Z Wikiźródeł, wolnej biblioteki
Ta strona została przepisana.

Miła przyjaciółko dałaś mi szczęście niezmienne przez osiem lat. Uczuć moich wyrazić nie potrafię — dziej się wola Boża.
Wszedł O. Piotr. Mówić coś zaczął o skrusze, o przebaczeniu, poddaniu się woli Bożej, lecz skoro zauważył, że go Rylejew nie słucha, zmienił ton i rzekł po prostu.
— No cóż Konradzie Fedorowiczu, może mi coś jeszcze polecicie.
— Nic! już nic, zdaje się wszystko powiedziałem ojcze Piotrze — odpowiedział Rylejew równie prosto.

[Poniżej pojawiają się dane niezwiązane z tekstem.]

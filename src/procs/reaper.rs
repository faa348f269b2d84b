//! Orphan reaper for leaked agent subprocesses
//!
//! Agent children can outlive the daemon when it crashes, and nothing else
//! on the host will ever clean them up. The reaper periodically enumerates
//! host processes whose command line carries the agent signature, skips
//! everything the tracker knows about, skips anything younger than
//! `max_age` (a healthy agent may legitimately run for many minutes), and
//! kills the rest politely-then-forcefully.
//!
//! Enumeration is per-family: `ps -eo pid=,etime=,args=` where available,
//! a PowerShell CIM query on the Windows family.

use super::{terminate_pid, ProcessTracker};
use crate::workers::CompletionSignal;
use serde::Serialize;
use std::sync::atomic::{AtomicU64, Ordering};
use std::sync::mpsc::{self, RecvTimeoutError, SyncSender};
use std::sync::Arc;
use std::thread::{self, JoinHandle};
use std::time::Duration;

/// Configuration for the orphan reaper
#[derive(Debug, Clone)]
pub struct ReaperConfig {
    /// How often to scan the host
    pub scan_interval: Duration,
    /// Processes younger than this are never touched
    pub max_age: Duration,
    /// Command-line substring identifying agent subprocesses
    pub pattern: String,
    /// Grace period between the polite and the forceful signal
    pub graceful_timeout: Duration,
}

impl Default for ReaperConfig {
    fn default() -> Self {
        Self {
            scan_interval: Duration::from_secs(5 * 60),
            max_age: Duration::from_secs(30 * 60),
            pattern: "claude-mem-agent".to_string(),
            graceful_timeout: Duration::from_secs(5),
        }
    }
}

/// Result of one scan
#[derive(Debug, Clone, Copy, Default, PartialEq, Eq)]
pub struct ScanOutcome {
    pub found: usize,
    pub killed: usize,
    pub failed: usize,
}

/// Cumulative totals across all scans
#[derive(Debug, Default)]
struct ReaperMetrics {
    scans: AtomicU64,
    found: AtomicU64,
    killed: AtomicU64,
    failed: AtomicU64,
}

/// Snapshot of reaper totals for the stats endpoint
#[derive(Debug, Clone, Copy, Serialize)]
pub struct ReaperTotals {
    pub scans: u64,
    pub found: u64,
    pub killed: u64,
    pub failed: u64,
}

enum ReaperCommand {
    #[allow(dead_code)] // Constructed by trigger_scan
    Scan,
    Shutdown,
}

/// A process found during host enumeration
#[derive(Debug, Clone)]
struct Candidate {
    pid: u32,
    age: Duration,
    command: String,
}

/// Background orphan reaper thread
pub struct OrphanReaper {
    tx: SyncSender<ReaperCommand>,
    handle: Option<JoinHandle<()>>,
    completion: Arc<CompletionSignal>,
    metrics: Arc<ReaperMetrics>,
}

impl OrphanReaper {
    pub fn start(config: ReaperConfig, tracker: Arc<ProcessTracker>) -> anyhow::Result<Self> {
        let (tx, rx) = mpsc::sync_channel::<ReaperCommand>(4);

        let metrics = Arc::new(ReaperMetrics::default());
        let thread_metrics = metrics.clone();

        let completion = Arc::new(CompletionSignal::new());
        let thread_completion = completion.clone();

        let handle = thread::Builder::new()
            .name("orphan-reaper".into())
            .spawn(move || {
                Self::reaper_thread(rx, config, tracker, thread_metrics);
                thread_completion.complete();
            })?;

        Ok(Self {
            tx,
            handle: Some(handle),
            completion,
            metrics,
        })
    }

    /// Cumulative scan totals.
    pub fn totals(&self) -> ReaperTotals {
        ReaperTotals {
            scans: self.metrics.scans.load(Ordering::Relaxed),
            found: self.metrics.found.load(Ordering::Relaxed),
            killed: self.metrics.killed.load(Ordering::Relaxed),
            failed: self.metrics.failed.load(Ordering::Relaxed),
        }
    }

    /// Trigger a scan ahead of schedule.
    #[allow(dead_code)] // Reserved for an admin endpoint
    pub fn trigger_scan(&self) {
        let _ = self.tx.try_send(ReaperCommand::Scan);
    }

    pub fn shutdown(&self) -> anyhow::Result<()> {
        let _ = self.tx.send(ReaperCommand::Shutdown);

        const SHUTDOWN_TIMEOUT: Duration = Duration::from_secs(30);
        if !self.completion.wait(SHUTDOWN_TIMEOUT) {
            tracing::warn!("Orphan reaper did not complete within {:?}", SHUTDOWN_TIMEOUT);
            anyhow::bail!("Shutdown timeout");
        }
        Ok(())
    }

    fn reaper_thread(
        rx: mpsc::Receiver<ReaperCommand>,
        config: ReaperConfig,
        tracker: Arc<ProcessTracker>,
        metrics: Arc<ReaperMetrics>,
    ) {
        tracing::info!(
            interval_secs = config.scan_interval.as_secs(),
            max_age_secs = config.max_age.as_secs(),
            pattern = %config.pattern,
            "Orphan reaper started"
        );

        loop {
            match rx.recv_timeout(config.scan_interval) {
                Ok(ReaperCommand::Scan) | Err(RecvTimeoutError::Timeout) => {
                    let outcome = scan(&config, &tracker);
                    metrics.scans.fetch_add(1, Ordering::Relaxed);
                    metrics.found.fetch_add(outcome.found as u64, Ordering::Relaxed);
                    metrics
                        .killed
                        .fetch_add(outcome.killed as u64, Ordering::Relaxed);
                    metrics
                        .failed
                        .fetch_add(outcome.failed as u64, Ordering::Relaxed);

                    if outcome.found > 0 {
                        tracing::info!(
                            found = outcome.found,
                            killed = outcome.killed,
                            failed = outcome.failed,
                            "Orphan scan complete"
                        );
                    }
                }
                Ok(ReaperCommand::Shutdown) | Err(RecvTimeoutError::Disconnected) => {
                    tracing::debug!("Orphan reaper received shutdown");
                    break;
                }
            }
        }
    }
}

impl Drop for OrphanReaper {
    fn drop(&mut self) {
        let _ = self.tx.send(ReaperCommand::Shutdown);
        if let Some(handle) = self.handle.take() {
            let _ = handle.join();
        }
    }
}

/// One reaper pass: enumerate, filter, kill.
fn scan(config: &ReaperConfig, tracker: &ProcessTracker) -> ScanOutcome {
    let candidates = match list_agent_processes(&config.pattern) {
        Ok(candidates) => candidates,
        Err(e) => {
            tracing::warn!("Process enumeration failed: {}", e);
            return ScanOutcome::default();
        }
    };

    let tracked = tracker.tracked_pids();
    let own_pid = std::process::id();

    let orphans: Vec<Candidate> = candidates
        .into_iter()
        .filter(|c| c.pid != own_pid)
        .filter(|c| !tracked.contains(&c.pid))
        .filter(|c| c.age >= config.max_age)
        .collect();

    let mut outcome = ScanOutcome {
        found: orphans.len(),
        ..Default::default()
    };

    for orphan in orphans {
        tracing::warn!(
            pid = orphan.pid,
            age_secs = orphan.age.as_secs(),
            command = %orphan.command,
            "Killing orphaned agent process"
        );
        if terminate_pid(orphan.pid, config.graceful_timeout) {
            outcome.killed += 1;
        } else {
            outcome.failed += 1;
        }
    }

    outcome
}

/// Parse the `ps` composite elapsed-time format `[[DD-]HH:]MM:SS`.
fn parse_etime(etime: &str) -> Option<Duration> {
    let etime = etime.trim();
    if etime.is_empty() {
        return None;
    }

    let (days, clock) = match etime.split_once('-') {
        Some((days, rest)) => (days.parse::<u64>().ok()?, rest),
        None => (0, etime),
    };

    let parts: Vec<&str> = clock.split(':').collect();
    let (hours, minutes, seconds) = match parts.as_slice() {
        [h, m, s] => (
            h.parse::<u64>().ok()?,
            m.parse::<u64>().ok()?,
            s.parse::<u64>().ok()?,
        ),
        [m, s] => (0, m.parse::<u64>().ok()?, s.parse::<u64>().ok()?),
        _ => return None,
    };

    Some(Duration::from_secs(
        days * 86_400 + hours * 3_600 + minutes * 60 + seconds,
    ))
}

/// Enumerate host processes whose command line contains `pattern` (unix).
#[cfg(unix)]
fn list_agent_processes(pattern: &str) -> std::io::Result<Vec<Candidate>> {
    let output = std::process::Command::new("ps")
        .args(["-eo", "pid=,etime=,args="])
        .output()?;

    let stdout = String::from_utf8_lossy(&output.stdout);
    let mut candidates = Vec::new();

    for line in stdout.lines() {
        let mut fields = line.split_whitespace();
        let (Some(pid), Some(etime)) = (fields.next(), fields.next()) else {
            continue;
        };
        let command = fields.collect::<Vec<_>>().join(" ");
        if !command.contains(pattern) {
            continue;
        }
        let Ok(pid) = pid.parse::<u32>() else {
            continue;
        };
        let Some(age) = parse_etime(etime) else {
            continue;
        };
        candidates.push(Candidate { pid, age, command });
    }

    Ok(candidates)
}

/// Enumerate host processes whose command line contains `pattern` (windows).
#[cfg(windows)]
fn list_agent_processes(pattern: &str) -> std::io::Result<Vec<Candidate>> {
    // CIM gives creation time directly; emit tab-separated pid/age/cmdline
    let script = "Get-CimInstance Win32_Process | ForEach-Object { \
                  $age = [int]((Get-Date) - $_.CreationDate).TotalSeconds; \
                  \"$($_.ProcessId)`t$age`t$($_.CommandLine)\" }";
    let output = std::process::Command::new("powershell")
        .args(["-NoProfile", "-Command", script])
        .output()?;

    let stdout = String::from_utf8_lossy(&output.stdout);
    let mut candidates = Vec::new();

    for line in stdout.lines() {
        let mut fields = line.splitn(3, '\t');
        let (Some(pid), Some(age), Some(command)) = (fields.next(), fields.next(), fields.next())
        else {
            continue;
        };
        if !command.contains(pattern) {
            continue;
        }
        let (Ok(pid), Ok(age_secs)) = (pid.parse::<u32>(), age.parse::<u64>()) else {
            continue;
        };
        candidates.push(Candidate {
            pid,
            age: Duration::from_secs(age_secs),
            command: command.to_string(),
        });
    }

    Ok(candidates)
}

#[cfg(test)]
mod tests {
    use super::*;

    #[test]
    fn test_parse_etime_minutes_seconds() {
        assert_eq!(parse_etime("05:30"), Some(Duration::from_secs(330)));
        assert_eq!(parse_etime("00:00"), Some(Duration::from_secs(0)));
    }

    #[test]
    fn test_parse_etime_with_hours() {
        assert_eq!(parse_etime("02:05:30"), Some(Duration::from_secs(7530)));
    }

    #[test]
    fn test_parse_etime_with_days() {
        // 1 day, 2 hours, 3 minutes, 4 seconds
        assert_eq!(
            parse_etime("1-02:03:04"),
            Some(Duration::from_secs(86_400 + 7_200 + 180 + 4))
        );
    }

    #[test]
    fn test_parse_etime_rejects_garbage() {
        assert_eq!(parse_etime(""), None);
        assert_eq!(parse_etime("abc"), None);
        assert_eq!(parse_etime("1:2:3:4"), None);
    }

    #[cfg(unix)]
    mod unix_scan {
        use super::super::*;
        use std::io::Read;
        use std::process::{Command, Stdio};

        /// Spawn a long sleep detached from this process (via an
        /// intermediate shell) so a kill makes it disappear entirely
        /// instead of lingering as our zombie child.
        fn spawn_detached_sleeper(seconds: u64) -> u32 {
            let mut shell = Command::new("sh")
                .arg("-c")
                .arg(format!("sleep {} >/dev/null 2>&1 & echo $!", seconds))
                .stdout(Stdio::piped())
                .spawn()
                .expect("spawn shell");
            let mut out = String::new();
            shell
                .stdout
                .take()
                .unwrap()
                .read_to_string(&mut out)
                .unwrap();
            shell.wait().unwrap();
            out.trim().parse().expect("pid from shell")
        }

        #[test]
        fn test_scan_kills_untracked_orphan_but_spares_tracked() {
            // Unique sleep duration doubles as the agent signature
            let marker_secs = 86_200 + (std::process::id() % 100) as u64;
            let pattern = format!("sleep {}", marker_secs);

            // Orphan: detached, unknown to the tracker
            let orphan_pid = spawn_detached_sleeper(marker_secs);

            // Healthy agent: same signature, registered with the tracker
            let tracker = ProcessTracker::new();
            let tracked_child = Command::new("sleep")
                .arg(marker_secs.to_string())
                .spawn()
                .expect("spawn tracked sleep");
            let tracked_pid = tracked_child.id();
            tracker.register(1, tracked_child, pattern.clone());

            let config = ReaperConfig {
                max_age: Duration::from_secs(0), // everything is "old enough"
                graceful_timeout: Duration::from_secs(2),
                pattern,
                ..Default::default()
            };

            let outcome = scan(&config, &tracker);

            assert_eq!(outcome.found, 1);
            assert_eq!(outcome.killed, 1);
            assert_eq!(outcome.failed, 0);
            assert!(!crate::procs::pid_alive(orphan_pid));

            // The registered agent survived the scan
            assert_eq!(tracker.tracked_pids(), vec![tracked_pid]);
            assert!(tracker.terminate(1, Duration::from_secs(2)));
        }

        #[test]
        fn test_scan_respects_max_age() {
            let marker_secs = 86_100 + (std::process::id() % 100) as u64;
            let pattern = format!("sleep {}", marker_secs);
            let orphan_pid = spawn_detached_sleeper(marker_secs);

            let tracker = ProcessTracker::new();
            let config = ReaperConfig {
                max_age: Duration::from_secs(30 * 60),
                graceful_timeout: Duration::from_secs(1),
                pattern,
                ..Default::default()
            };

            // The freshly spawned process is far below max_age
            let outcome = scan(&config, &tracker);
            assert_eq!(outcome.found, 0);
            assert!(crate::procs::pid_alive(orphan_pid));

            // Clean up manually
            assert!(terminate_pid(orphan_pid, Duration::from_secs(2)));
        }
    }
}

Uśmiechnął się i chciał pożartować.
— No, jakże ojcze, więc konfirmacya wyroku, dekoracya?
— »Konfirmacya, dekoracya« — mawiał poprzednio ojciec Piotr, chcąc wzbudzić w więźniach wiarę, że zatwierdzenie wyroku przez cesarza jest tylko komedyą.
Lecz spojrzawszy na Mysłowskiego, Rylejew zrozumiał, że tamtemu jest wstyd i straszno, wziął jego rękę i przyłożył sobie do serca.
— Słyszycie, jak bije?
— Słyszę.
— Równo?
— Równo.
Wyjął z kieszeni chustkę i podał Mysłowskiemu.
— Oddajcie to cesarzowi, nie zapomnijcie.
— Nie zapomnę, a co powiedzieć?
— Nic, on już będzie wiedział.
Była to ta sama chustka, którą Mikołaj ocierał łzy Rylejewa, gdy ten płakał u stóp jego porażony, wstrząśnięty carskiem miłosierdziem.
Poduszkin wyszedł, a gdy wrócił, Rylejew z twarzy jego odgadł, że już czas.